As Hurricane Ida crashes into the Louisiana coastline with climate change lurking behind her intensity we felt timely to share a visually stunning, hand-painted look at the impact of the climate crisis on our most precious coastal communities by authors Christina Conklin and Marina Psaros.

Author and artist Conklin has always drawn inspiration from nature—particularly the oceans, which she uses as both site and metaphor. In her new book THE ATLAS OF DISAPPEARING PLACES: OUR COASTS AND OCEANS IN THE CLIMATE CRISIS she shares a series of maps she made to reveal how the climate crisis may remake some of most beloved coastal areas, from San Francisco to Shanghai, the ice shelves of Antarctica to the island nations of the South Pacific.

Conklin painted these awe-inspiring maps on sheets of dried “sea lettuce,” members of the genus Ulva, a group of green macroalgae found in many parts of the world. The process involved hauling forty pounds of wet, briny seaweed back to her studio in Half Moon Bay, California and washing and laying each sheet out to dry in an iteration of “women’s work,” such as basketmaking or weaving, in which materials have to be seasonally gathered and processed before the artwork can be made. Only two cells thick, the green sheets of Ulva then bleach in the sun to a beautiful, translucent parchment that is brittle, fragile and luminous.

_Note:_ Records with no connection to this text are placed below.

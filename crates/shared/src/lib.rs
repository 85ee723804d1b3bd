//! Types and pure logic shared by the WAM server and CLI: the data model,
//! typed partial patches, the record filter, and the CSV codec.

pub mod codec;
pub mod filter;
pub mod types;

pub use types::*;
//! Thin HTTP client for the WAM server.

use anyhow::{bail, Result};
use serde::Deserialize;

use shared::{
    AdminAccount, AdminAccountPatch, EmailAccount, EmailAccountPatch, ImportSummary,
    NewAdminAccount, NewEmailAccount,
};

pub struct ApiClient {
    base_url: String,
    http: reqwest::Client,
}

/// One admin with its email accounts, as served by GET /admins/:id.
#[derive(Debug, Deserialize)]
pub struct AdminDetail {
    #[serde(flatten)]
    pub admin: AdminAccount,
    pub email_accounts: Vec<EmailAccount>,
}

impl ApiClient {
    pub fn new(base_url: String) -> Self {
        Self {
            base_url: base_url.trim_end_matches('/').to_string(),
            http: reqwest::Client::new(),
        }
    }

    pub async fn list_admins(
        &self,
        search: &str,
        payment_method: &str,
        provider: &str,
    ) -> Result<Vec<AdminAccount>> {
        let resp = self
            .http
            .get(format!("{}/admins", self.base_url))
            .query(&[
                ("search", search),
                ("payment_method", payment_method),
                ("provider", provider),
            ])
            .send()
            .await?;
        Ok(check(resp).await?.json().await?)
    }

    pub async fn get_admin(&self, id: &str) -> Result<AdminDetail> {
        let resp = self
            .http
            .get(format!("{}/admins/{}", self.base_url, id))
            .send()
            .await?;
        Ok(check(resp).await?.json().await?)
    }

    pub async fn create_admin(&self, req: &NewAdminAccount) -> Result<AdminAccount> {
        let resp = self
            .http
            .post(format!("{}/admins", self.base_url))
            .json(req)
            .send()
            .await?;
        Ok(check(resp).await?.json().await?)
    }

    pub async fn update_admin(&self, id: &str, patch: &AdminAccountPatch) -> Result<AdminAccount> {
        let resp = self
            .http
            .patch(format!("{}/admins/{}", self.base_url, id))
            .json(patch)
            .send()
            .await?;
        Ok(check(resp).await?.json().await?)
    }

    pub async fn delete_admin(&self, id: &str) -> Result<()> {
        let resp = self
            .http
            .delete(format!("{}/admins/{}", self.base_url, id))
            .send()
            .await?;
        check(resp).await?;
        Ok(())
    }

    pub async fn list_emails(
        &self,
        admin_id: Option<&str>,
        search: &str,
    ) -> Result<Vec<EmailAccount>> {
        let mut request = self
            .http
            .get(format!("{}/emails", self.base_url))
            .query(&[("search", search)]);
        if let Some(admin_id) = admin_id {
            request = request.query(&[("admin_id", admin_id)]);
        }
        let resp = request.send().await?;
        Ok(check(resp).await?.json().await?)
    }

    pub async fn create_email(&self, req: &NewEmailAccount) -> Result<EmailAccount> {
        let resp = self
            .http
            .post(format!("{}/emails", self.base_url))
            .json(req)
            .send()
            .await?;
        Ok(check(resp).await?.json().await?)
    }

    pub async fn update_email(&self, id: &str, patch: &EmailAccountPatch) -> Result<EmailAccount> {
        let resp = self
            .http
            .patch(format!("{}/emails/{}", self.base_url, id))
            .json(patch)
            .send()
            .await?;
        Ok(check(resp).await?.json().await?)
    }

    pub async fn delete_email(&self, id: &str) -> Result<()> {
        let resp = self
            .http
            .delete(format!("{}/emails/{}", self.base_url, id))
            .send()
            .await?;
        check(resp).await?;
        Ok(())
    }

    pub async fn import_csv(&self, csv_text: String) -> Result<ImportSummary> {
        let resp = self
            .http
            .post(format!("{}/import/csv", self.base_url))
            .header(reqwest::header::CONTENT_TYPE, "text/csv; charset=utf-8")
            .body(csv_text)
            .send()
            .await?;
        Ok(check(resp).await?.json().await?)
    }

    pub async fn export_csv(&self) -> Result<String> {
        let resp = self
            .http
            .get(format!("{}/export/csv", self.base_url))
            .send()
            .await?;
        Ok(check(resp).await?.text().await?)
    }
}

/// Turns a non-2xx response into the server's error message.
async fn check(resp: reqwest::Response) -> Result<reqwest::Response> {
    if resp.status().is_success() {
        return Ok(resp);
    }
    let status = resp.status();
    let message = resp
        .json::<serde_json::Value>()
        .await
        .ok()
        .and_then(|v| v.get("error").and_then(|e| e.as_str()).map(String::from))
        .unwrap_or_else(|| format!("server returned {status}"));
    bail!("{message}")
}
use anyhow::Result;
use serde::{Deserialize, Serialize};
use std::path::PathBuf;

#[derive(Debug, Clone, Serialize, Deserialize)]
pub struct Config {
    pub server: ServerConfig,
    pub database: DatabaseConfig,
}

#[derive(Debug, Clone, Serialize, Deserialize)]
pub struct ServerConfig {
    pub host: String,
    pub port: u16,
}

#[derive(Debug, Clone, Serialize, Deserialize)]
pub struct DatabaseConfig {
    pub path: String,
}

impl Default for Config {
    fn default() -> Self {
        Self {
            server: ServerConfig {
                host: "0.0.0.0".to_string(),
                port: 8080,
            },
            database: DatabaseConfig {
                path: "./data/wam.db".to_string(),
            },
        }
    }
}

impl Config {
    pub fn load() -> Result<Self> {
        // Try to load from environment variable
        if let Ok(path) = std::env::var("WAM_CONFIG") {
            return Self::load_from_path(&PathBuf::from(path));
        }

        // Try to load from default locations
        let default_paths = vec![
            PathBuf::from("wam-server.toml"),
            PathBuf::from("config/wam-server.toml"),
            PathBuf::from("/etc/wam/server.toml"),
        ];

        for path in default_paths {
            if path.exists() {
                return Self::load_from_path(&path);
            }
        }

        // Return default config if no file found
        tracing::warn!("No config file found, using defaults");
        Ok(Self::default())
    }

    fn load_from_path(path: &PathBuf) -> Result<Self> {
        let content = std::fs::read_to_string(path)?;
        let config: Config = toml::from_str(&content)?;
        Ok(config)
    }
}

Beautiful maps and hopeful vignettes about the future temper this important book about climate change in our world — Library Journal

Each map is painted with water-soluble inks. If water touches the ink, it will wash away. If the parchment gets wet, it will instantly reanimate into slippery, slimy sheets, and the map is gone, elusive as the passage of time. All of the maps in this beautiful book were created from a single piece of Ulva perhaps 150 square feet in size, the largest Christina has ever found. Each map uses the color scheme shared by almost all climate researchers—red equals danger! Most of the seaweed images were digitally layered onto a Google Earth image to provide geographical reference points. View Conklin’s captivating work here and more about the author after the jump. 

About the Authors

Christina Conklin is an artist, writer, and researcher whose work investigates the intersection of natural systems and belief systems, often using the ocean as both site and metaphor. Her essays, exhibitions, and installations consider our cultural responses to the intersecting ecological and social crises of our time. She holds an MFA from California College of the Arts and has exhibited internationally. She is currently working with thought leaders and activists around the world to help communities create regenerative cultural systems. She lives with her husband and two children in Half Moon Bay, California. 

Marina Psaros is a science and communications expert, working in the field of climate change adaptation. She is the co-founder of the King Tides Project, an international citizen science effort to document sea level rise, and the creator of YESS, an educational program in California that empowers high school students to engage directly in sea level rise science and policy in their communities. Psaros has worked in the public and private sector on coastal climate change and adaptation in California, Massachusetts, and Germany for over a decade.